To this end, our group synthesized ELP block copolymers (ELPBCs) with an N-terminal ligand designed to self-assemble into multivalent micelles only in solid tumors that were subjected to mild hyperthermia [30]. The design of a diblock ELP with hydrophobic guest residues in the C-terminal block [V5] and hydrophilic guest residues in the N-terminal block [VA8G7] resulted in an ELP that exhibited independent thermal transitions of the two blocks, defined as Tt1 and Tt2, respectively. Turbidity profiles and dynamic light scattering (DLS) as a function of solution temperature demonstrated a three-stage thermal behavior of this class of diblock ELPs (Figure 8). At a temperature below the transition temperature of both blocks, these ELPs exist as soluble ”unimers”, with an Rh of 5 – 10 nm consistent with the size of a well-solvated polymer chain. At a solution temperature greater than Tt1 but below Tt2, the hydrophobic block undergoes its phase transition but the more hydrophilic block does not, imparting an amphiphilic character to the diblock ELP. This temperature-triggered amphiphilicity drives the self-assembly of these ELPBCs into monodisperse spherical micelles, which can be detected by UV-vis spectrophotometry as a small increase in turbidity (OD350nm < 0.1) and by dynamic light scattering, which reports a hydrodynamic radius (Rh) ranging from 30-40 nm depending on the overall molecular weight and the size ratio of the two blocks. Performing DLS and static light scattering (SLS) at multiple angles demonstrated that these nanoparticles are hard spherical micelles, a finding supported by cryo-transmission electron microscopy. Pyrene, a small molecule probe that fluoresces based upon the polarity of its local environment, was used to show that the critical micelle concentration (CMC) of these ELPBC micelles ranged from 4-8 μM, a level of stability that is suitable for i.v. drug delivery.

Figure 8. Thermally-triggered self-assembly of ELPBC micelles.

Figure 8

Optical density at 350 nm and hydrodynamic radius (Rh) of (A) 25 dμM ELP[VA8G7-96]/[V5-60] and (B) ELP[VA8G7-64]/[V5-90] in PBS versus temperature [30].

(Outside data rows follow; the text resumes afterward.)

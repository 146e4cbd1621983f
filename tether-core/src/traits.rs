// ABOUTME: Collaborator traits for the host messaging platform
// ABOUTME: Message relay toward the visitor room, and control-plane calls (auth, transfer, jobs)

use anyhow::Result;
use async_trait::async_trait;

/// Widget-side countdown contract for the inactivity timeout.
#[derive(Debug, Clone, Copy, PartialEq, Eq)]
pub enum CountdownSignal {
    /// Start counting down; warn the visitor at `warning_secs` before close
    Start { warning_secs: u64, timeout_secs: u64 },
    /// Stop and hide any running countdown
    Stop,
}

/// Outbound relay toward the visitor-facing room.
///
/// All writes to the visitor room go through this trait; the orchestrator
/// never talks to the host platform's message API directly.
#[async_trait]
pub trait RoomRelay: Send + Sync {
    /// Post a visitor-visible message into the room.
    async fn send_text(&self, room_id: &str, text: &str) -> Result<()>;

    /// Post a diagnostic notice. Call sites gate this on the debug flag;
    /// the relay decides where notices land (same room, a debug room, logs).
    async fn send_notice(&self, room_id: &str, text: &str) -> Result<()>;

    /// Show or clear the agent typing indicator in the room.
    async fn set_typing(&self, room_id: &str, typing: bool) -> Result<()>;

    /// Drive the widget's inactivity countdown UI.
    async fn signal_countdown(&self, room_id: &str, signal: CountdownSignal) -> Result<()>;
}

/// Credentials returned by a host platform bot login.
#[derive(Debug, Clone)]
pub struct HostAuth {
    pub token: String,
    pub user_id: String,
}

/// Control-plane operations against the host messaging platform.
///
/// The concrete implementation authenticates internally where a call needs
/// it; `login` is exposed so the hand-off path can fail fast and set the
/// bot's presence before transferring.
#[async_trait]
pub trait HostPlatform: Send + Sync {
    /// Authenticate the system bot; yields an auth token and user id.
    async fn login(&self) -> Result<HostAuth>;

    /// Set the bot's presence (e.g. "online").
    async fn set_presence(&self, auth: &HostAuth, status: &str) -> Result<()>;

    /// Transfer the conversation to a queue/department, or back.
    async fn transfer_room(&self, room_id: &str, department: &str) -> Result<()>;

    /// Set a custom field on the room (e.g. `agentEndedChat`).
    async fn set_room_field(&self, room_id: &str, key: &str, value: &str) -> Result<()>;

    /// Close the visitor room with a closing comment.
    async fn close_room(&self, room_id: &str, comment: &str) -> Result<()>;

    /// Schedule a one-shot job that fires the room's idle timeout after
    /// `delay_secs`. Returns the job id for cancellation.
    async fn schedule_job(&self, room_id: &str, delay_secs: u64) -> Result<String>;

    /// Cancel a previously scheduled one-shot job.
    async fn cancel_job(&self, job_id: &str) -> Result<()>;
}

Above Tt2, the second block also goes through its phase transition, which abrogates the amphiphilicity of the diblock ELP and leads to the formation of polydisperse micron-sized aggregates. The temperature-triggered self-assembly of these diblock ELPBCs was controlled by the hydrophilic to hydrophobic block length ratio and the total chain length of the ELP. For example, longer ELPBCs had a lower Tt1 than a shorter ELPBC with the same block ratio, and Tt1 was also lower for ELPBCs of the same length but greater hydrophobic content. Likewise, the Rh was larger for nanoparticles formed from longer ELPs or those with greater hydrophobic content. These findings, together with the ability to tune each transition temperature at the sequence level, allowed us to design ELPBCs that self-assemble into micelles only under conditions of mild hyperthermia.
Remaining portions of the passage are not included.